The episode was thoughtful, important and very powerful and it is very justifiably earning plaudits across the board. This was a change of pace for the series after the first two episodes and the beginnings of change in Jodie Whittaker's wonderful new doctor, as the material warranted. And while it was a great episode, there is balance in this conversation and it's worth exploring what it could perhaps also have done a little better alongside the praise.

First, the negatives...

Downs

2. The Story's Reasoning Lacked Punch

Doctor Who Rosa
BBC

Wibbly wobbly, timey wimey stuff is what got The Doctor into the mess at the start of this episode in the first place.
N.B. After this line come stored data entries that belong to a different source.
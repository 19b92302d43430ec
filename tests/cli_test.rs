//! CLI Command Tests
//!
//! Argument parsing plus the command handlers against a mock TMDB server.
//! Covers exit codes and input validation.

// =============================================================================
// CLI Argument Parsing Tests
// =============================================================================

mod cli_parsing {
    use clap::Parser;
    use moviehub::cli::{Cli, Command};
    use moviehub::Route;

    #[test]
    fn test_no_args_is_tui_mode() {
        let cli = Cli::parse_from(["moviehub"]);
        assert!(!cli.is_cli_mode());
        assert_eq!(cli.route, Route::Catalog);
    }

    #[test]
    fn test_trending_default_limit() {
        let cli = Cli::parse_from(["moviehub", "trending"]);
        match cli.command {
            Some(Command::Trending(cmd)) => assert_eq!(cmd.limit, 10),
            _ => panic!("Expected Trending command"),
        }
    }

    #[test]
    fn test_search_command_basic() {
        let cli = Cli::parse_from(["moviehub", "search", "blade runner"]);
        match cli.command {
            Some(Command::Search(cmd)) => {
                assert_eq!(cmd.query, "blade runner");
                assert_eq!(cmd.limit, 20);
            }
            _ => panic!("Expected Search command"),
        }
    }

    #[test]
    fn test_search_requires_query() {
        assert!(Cli::try_parse_from(["moviehub", "search"]).is_err());
    }

    #[test]
    fn test_id_commands() {
        for (name, id) in [("info", "550"), ("embed", "603"), ("watch", "807")] {
            let cli = Cli::parse_from(["moviehub", name, id]);
            let parsed = match cli.command {
                Some(Command::Info(cmd)) | Some(Command::Embed(cmd)) | Some(Command::Watch(cmd)) => {
                    cmd.id
                }
                other => panic!("Unexpected command {:?}", other),
            };
            assert_eq!(parsed, id);
        }
    }

    #[test]
    fn test_similar_with_limit() {
        let cli = Cli::parse_from(["moviehub", "similar", "603", "--limit", "3"]);
        match cli.command {
            Some(Command::Similar(cmd)) => {
                assert_eq!(cmd.id, "603");
                assert_eq!(cmd.limit, 3);
            }
            _ => panic!("Expected Similar command"),
        }
    }

    #[test]
    fn test_route_is_top_level_only() {
        let cli = Cli::parse_from(["moviehub", "--route", "/watch/550/"]);
        assert_eq!(cli.route, Route::watch(550_u64));
    }
}

// =============================================================================
// Command Handler Tests
// =============================================================================

mod handlers {
    use mockito::{Matcher, Server};
    use moviehub::api::{EmbedService, TmdbClient};
    use moviehub::cli::{ExitCode, IdCmd, Output, SearchCmd, SimilarCmd, TrendingCmd};
    use moviehub::commands::{self, CommandContext};
    use moviehub::launcher::BrowserLauncher;

    fn quiet_json() -> Output {
        Output {
            json: true,
            quiet: true,
        }
    }

    fn context(base_url: String) -> CommandContext {
        CommandContext {
            tmdb: TmdbClient::with_base_url("test_token", base_url),
            embed: EmbedService::default(),
            launcher: BrowserLauncher::default(),
        }
    }

    #[tokio::test]
    async fn test_trending_success() {
        let mut server = Server::new_async().await;
        let _mock = server
            .mock("GET", "/trending/movie/week")
            .match_query(Matcher::Any)
            .with_status(200)
            .with_body(r#"{"results": [{"id": 1, "title": "One"}, {"id": 2, "title": "Two"}]}"#)
            .create_async()
            .await;

        let code = commands::trending_cmd(TrendingCmd { limit: 1 }, &context(server.url()), &quiet_json()).await;
        assert_eq!(code, ExitCode::Success);
    }

    #[tokio::test]
    async fn test_search_no_results() {
        let mut server = Server::new_async().await;
        let _mock = server
            .mock("GET", "/search/movie")
            .match_query(Matcher::Any)
            .with_status(200)
            .with_body(r#"{"page": 1, "results": []}"#)
            .create_async()
            .await;

        let cmd = SearchCmd {
            query: "zzzzzz".into(),
            limit: 20,
        };
        let code = commands::search_cmd(cmd, &context(server.url()), &quiet_json()).await;
        assert_eq!(code, ExitCode::NoResults);
    }

    #[tokio::test]
    async fn test_search_network_error() {
        let mut server = Server::new_async().await;
        let _mock = server
            .mock("GET", "/search/movie")
            .match_query(Matcher::Any)
            .with_status(502)
            .create_async()
            .await;

        let cmd = SearchCmd {
            query: "matrix".into(),
            limit: 20,
        };
        let code = commands::search_cmd(cmd, &context(server.url()), &quiet_json()).await;
        assert_eq!(code, ExitCode::NetworkError);
    }

    #[tokio::test]
    async fn test_info_success_and_not_found() {
        let mut server = Server::new_async().await;
        let _found = server
            .mock("GET", "/movie/550")
            .with_status(200)
            .with_body(r#"{"id": 550, "title": "Fight Club"}"#)
            .create_async()
            .await;
        let _missing = server
            .mock("GET", "/movie/1")
            .with_status(404)
            .create_async()
            .await;
        let ctx = context(server.url());

        let code = commands::info_cmd(IdCmd { id: "550".into() }, &ctx, &quiet_json()).await;
        assert_eq!(code, ExitCode::Success);

        let code = commands::info_cmd(IdCmd { id: "1".into() }, &ctx, &quiet_json()).await;
        assert_eq!(code, ExitCode::NotFound);
    }

    #[tokio::test]
    async fn test_similar_success() {
        let mut server = Server::new_async().await;
        let mock = server
            .mock("GET", "/movie/603/similar")
            .match_query(Matcher::Any)
            .with_status(200)
            .with_body(r#"{"results": [{"id": 604, "title": "Reloaded"}]}"#)
            .create_async()
            .await;

        let cmd = SimilarCmd {
            id: "603".into(),
            limit: 10,
        };
        let code = commands::similar_cmd(cmd, &context(server.url()), &quiet_json()).await;
        mock.assert_async().await;
        assert_eq!(code, ExitCode::Success);
    }

    #[tokio::test]
    async fn test_invalid_ids_rejected_before_requests() {
        let mut server = Server::new_async().await;
        let mock = server
            .mock("GET", Matcher::Any)
            .expect(0)
            .create_async()
            .await;
        let ctx = context(server.url());

        for bad in ["", "abc", "tt0137523"] {
            let code = commands::info_cmd(IdCmd { id: bad.into() }, &ctx, &quiet_json()).await;
            assert_eq!(code, ExitCode::InvalidArgs);
            let code = commands::embed_cmd(IdCmd { id: bad.into() }, &ctx, &quiet_json()).await;
            assert_eq!(code, ExitCode::InvalidArgs);
            let code = commands::watch_cmd(IdCmd { id: bad.into() }, &ctx, &quiet_json()).await;
            assert_eq!(code, ExitCode::InvalidArgs);
        }
        mock.assert_async().await;
    }

    #[tokio::test]
    async fn test_embed_needs_no_network() {
        let ctx = context("http://127.0.0.1:9".into());
        let code = commands::embed_cmd(IdCmd { id: "603".into() }, &ctx, &quiet_json()).await;
        assert_eq!(code, ExitCode::Success);
    }
}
That's how she, Ryan, Yaz, and Graham ended up chasing after Rosa Parks in the 1950’s where we were introduced to Krasko, the main villain of this episode (though you could call society at that time the villain of the week), who deserves some attention.

He recognised a TARDIS, he knew of Time Lords and he was wearing a vortex manipulator. It seems that he’s trying to throw history off-course, nudging the past to change the outcome of the future. But why? Who is he?

Could he be a Time Agent, like Captain Jack Harkness? When Ryan confronts him, he says ‘your kind,' which could either mean people of colour, or humans.Presumably, he’s not human, since we got some backstory about him and his time in space prison...

And then, suddenly, poof, off he went, zapped into the past. He was the reason The Doctor was dragged here in the first place, as this setting needed a concise reason why she and her companions would be here. Surely The Doctor, knowing her companions, wouldn’t willingly bring them to this backward time within American society?

But with Krasko and the energy readings, there was a reason. Sadly, the execution means it was a little thin on the ground as reasoning goes.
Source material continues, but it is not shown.